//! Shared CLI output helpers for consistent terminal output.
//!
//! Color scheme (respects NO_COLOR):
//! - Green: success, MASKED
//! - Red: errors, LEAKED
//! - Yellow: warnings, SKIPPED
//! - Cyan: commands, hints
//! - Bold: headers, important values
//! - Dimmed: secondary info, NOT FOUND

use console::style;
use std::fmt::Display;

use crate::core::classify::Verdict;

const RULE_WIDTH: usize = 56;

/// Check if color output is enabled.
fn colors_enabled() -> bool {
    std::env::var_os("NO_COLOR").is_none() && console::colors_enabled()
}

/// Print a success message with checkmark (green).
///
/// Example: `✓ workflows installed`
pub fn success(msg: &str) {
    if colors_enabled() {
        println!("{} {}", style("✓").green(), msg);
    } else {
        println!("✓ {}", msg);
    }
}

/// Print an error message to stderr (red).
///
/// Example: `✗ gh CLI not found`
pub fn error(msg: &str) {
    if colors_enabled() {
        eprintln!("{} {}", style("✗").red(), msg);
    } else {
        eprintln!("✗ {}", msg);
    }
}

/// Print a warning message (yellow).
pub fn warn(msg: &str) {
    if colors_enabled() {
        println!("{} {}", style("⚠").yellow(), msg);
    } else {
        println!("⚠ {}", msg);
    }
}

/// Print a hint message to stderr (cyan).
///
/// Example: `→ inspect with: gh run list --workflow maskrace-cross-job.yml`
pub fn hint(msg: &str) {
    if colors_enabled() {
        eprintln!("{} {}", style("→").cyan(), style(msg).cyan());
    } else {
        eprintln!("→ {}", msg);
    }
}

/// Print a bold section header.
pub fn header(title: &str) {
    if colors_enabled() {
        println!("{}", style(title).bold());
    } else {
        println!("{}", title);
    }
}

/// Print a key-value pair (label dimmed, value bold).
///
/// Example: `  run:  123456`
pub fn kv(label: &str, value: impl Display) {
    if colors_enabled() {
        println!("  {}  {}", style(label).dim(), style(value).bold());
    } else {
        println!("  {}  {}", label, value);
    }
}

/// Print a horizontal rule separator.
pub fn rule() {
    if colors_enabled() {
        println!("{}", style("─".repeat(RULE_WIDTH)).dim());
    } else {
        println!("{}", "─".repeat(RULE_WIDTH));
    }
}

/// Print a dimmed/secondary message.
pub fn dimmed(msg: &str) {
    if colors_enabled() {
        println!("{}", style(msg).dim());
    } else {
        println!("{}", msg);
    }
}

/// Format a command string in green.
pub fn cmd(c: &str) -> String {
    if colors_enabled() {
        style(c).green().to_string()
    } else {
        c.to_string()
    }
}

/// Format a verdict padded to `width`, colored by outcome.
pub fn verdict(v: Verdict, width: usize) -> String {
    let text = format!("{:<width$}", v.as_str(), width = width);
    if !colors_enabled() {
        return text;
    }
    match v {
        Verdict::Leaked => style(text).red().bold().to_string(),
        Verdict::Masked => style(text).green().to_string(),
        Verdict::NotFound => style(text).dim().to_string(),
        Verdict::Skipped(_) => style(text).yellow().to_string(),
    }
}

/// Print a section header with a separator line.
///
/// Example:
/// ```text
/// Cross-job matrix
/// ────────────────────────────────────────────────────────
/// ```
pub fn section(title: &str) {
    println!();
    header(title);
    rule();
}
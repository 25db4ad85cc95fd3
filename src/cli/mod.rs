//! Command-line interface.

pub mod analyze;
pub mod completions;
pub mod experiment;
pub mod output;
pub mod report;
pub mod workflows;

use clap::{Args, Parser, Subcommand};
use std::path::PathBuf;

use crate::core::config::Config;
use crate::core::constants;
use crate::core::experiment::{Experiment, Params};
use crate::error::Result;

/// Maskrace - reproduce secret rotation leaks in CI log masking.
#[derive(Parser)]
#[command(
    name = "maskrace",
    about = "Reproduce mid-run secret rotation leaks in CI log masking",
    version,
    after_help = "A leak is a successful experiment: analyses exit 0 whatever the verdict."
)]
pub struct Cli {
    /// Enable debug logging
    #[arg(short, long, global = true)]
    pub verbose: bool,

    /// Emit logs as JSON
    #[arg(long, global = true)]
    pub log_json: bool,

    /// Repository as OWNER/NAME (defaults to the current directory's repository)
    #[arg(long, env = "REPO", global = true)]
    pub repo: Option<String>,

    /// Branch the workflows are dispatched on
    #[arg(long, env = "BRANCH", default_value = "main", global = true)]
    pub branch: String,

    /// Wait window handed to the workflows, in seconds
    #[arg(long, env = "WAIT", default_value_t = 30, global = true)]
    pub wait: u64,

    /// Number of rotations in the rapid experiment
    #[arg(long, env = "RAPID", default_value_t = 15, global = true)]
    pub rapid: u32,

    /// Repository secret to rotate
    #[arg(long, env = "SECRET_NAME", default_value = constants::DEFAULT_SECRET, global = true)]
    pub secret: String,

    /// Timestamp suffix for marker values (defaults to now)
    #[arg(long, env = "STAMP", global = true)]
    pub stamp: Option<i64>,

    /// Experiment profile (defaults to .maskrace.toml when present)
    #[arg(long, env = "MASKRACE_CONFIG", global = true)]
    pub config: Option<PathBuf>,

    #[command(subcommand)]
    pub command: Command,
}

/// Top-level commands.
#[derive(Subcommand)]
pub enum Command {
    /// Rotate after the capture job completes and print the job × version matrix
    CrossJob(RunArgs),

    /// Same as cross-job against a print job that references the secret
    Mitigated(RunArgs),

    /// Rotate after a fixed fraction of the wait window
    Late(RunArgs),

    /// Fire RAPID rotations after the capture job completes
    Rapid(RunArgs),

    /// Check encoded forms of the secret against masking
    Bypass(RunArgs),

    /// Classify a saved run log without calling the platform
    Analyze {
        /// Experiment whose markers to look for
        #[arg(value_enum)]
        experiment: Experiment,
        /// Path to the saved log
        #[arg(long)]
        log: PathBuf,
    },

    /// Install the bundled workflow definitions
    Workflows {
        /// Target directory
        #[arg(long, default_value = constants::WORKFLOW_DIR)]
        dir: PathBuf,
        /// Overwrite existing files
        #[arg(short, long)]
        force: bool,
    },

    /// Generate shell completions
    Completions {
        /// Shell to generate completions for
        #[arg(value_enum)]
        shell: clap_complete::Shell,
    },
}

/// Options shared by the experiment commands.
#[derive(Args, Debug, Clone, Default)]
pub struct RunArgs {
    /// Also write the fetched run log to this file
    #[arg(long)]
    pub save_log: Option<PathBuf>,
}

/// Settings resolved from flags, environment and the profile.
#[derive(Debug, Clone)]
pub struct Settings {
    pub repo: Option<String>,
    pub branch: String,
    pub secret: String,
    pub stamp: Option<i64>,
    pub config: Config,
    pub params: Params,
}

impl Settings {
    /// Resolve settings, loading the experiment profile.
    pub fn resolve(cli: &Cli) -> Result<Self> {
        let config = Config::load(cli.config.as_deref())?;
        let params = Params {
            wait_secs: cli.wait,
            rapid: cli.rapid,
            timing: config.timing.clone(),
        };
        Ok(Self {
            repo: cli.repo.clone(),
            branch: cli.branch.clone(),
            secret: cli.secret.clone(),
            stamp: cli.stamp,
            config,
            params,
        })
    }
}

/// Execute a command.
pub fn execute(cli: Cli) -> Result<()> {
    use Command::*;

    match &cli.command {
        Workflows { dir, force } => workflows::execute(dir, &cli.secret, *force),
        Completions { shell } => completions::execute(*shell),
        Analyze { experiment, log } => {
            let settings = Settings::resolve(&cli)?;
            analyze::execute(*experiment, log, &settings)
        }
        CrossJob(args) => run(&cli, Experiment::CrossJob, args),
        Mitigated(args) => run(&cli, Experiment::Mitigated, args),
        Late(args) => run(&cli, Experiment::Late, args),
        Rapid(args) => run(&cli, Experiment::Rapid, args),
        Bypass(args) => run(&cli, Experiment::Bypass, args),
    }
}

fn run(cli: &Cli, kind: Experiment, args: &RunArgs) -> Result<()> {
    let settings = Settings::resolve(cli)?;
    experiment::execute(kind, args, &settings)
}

• • • • • • •

▶ [To do] From the records above, show each line that contains the word "profile".

▶ [Completed exercise]
    /// Experiment profile (defaults to .maskrace.toml when present)
/// Settings resolved from flags, environment and the profile.
    /// Resolve settings, loading the experiment profile.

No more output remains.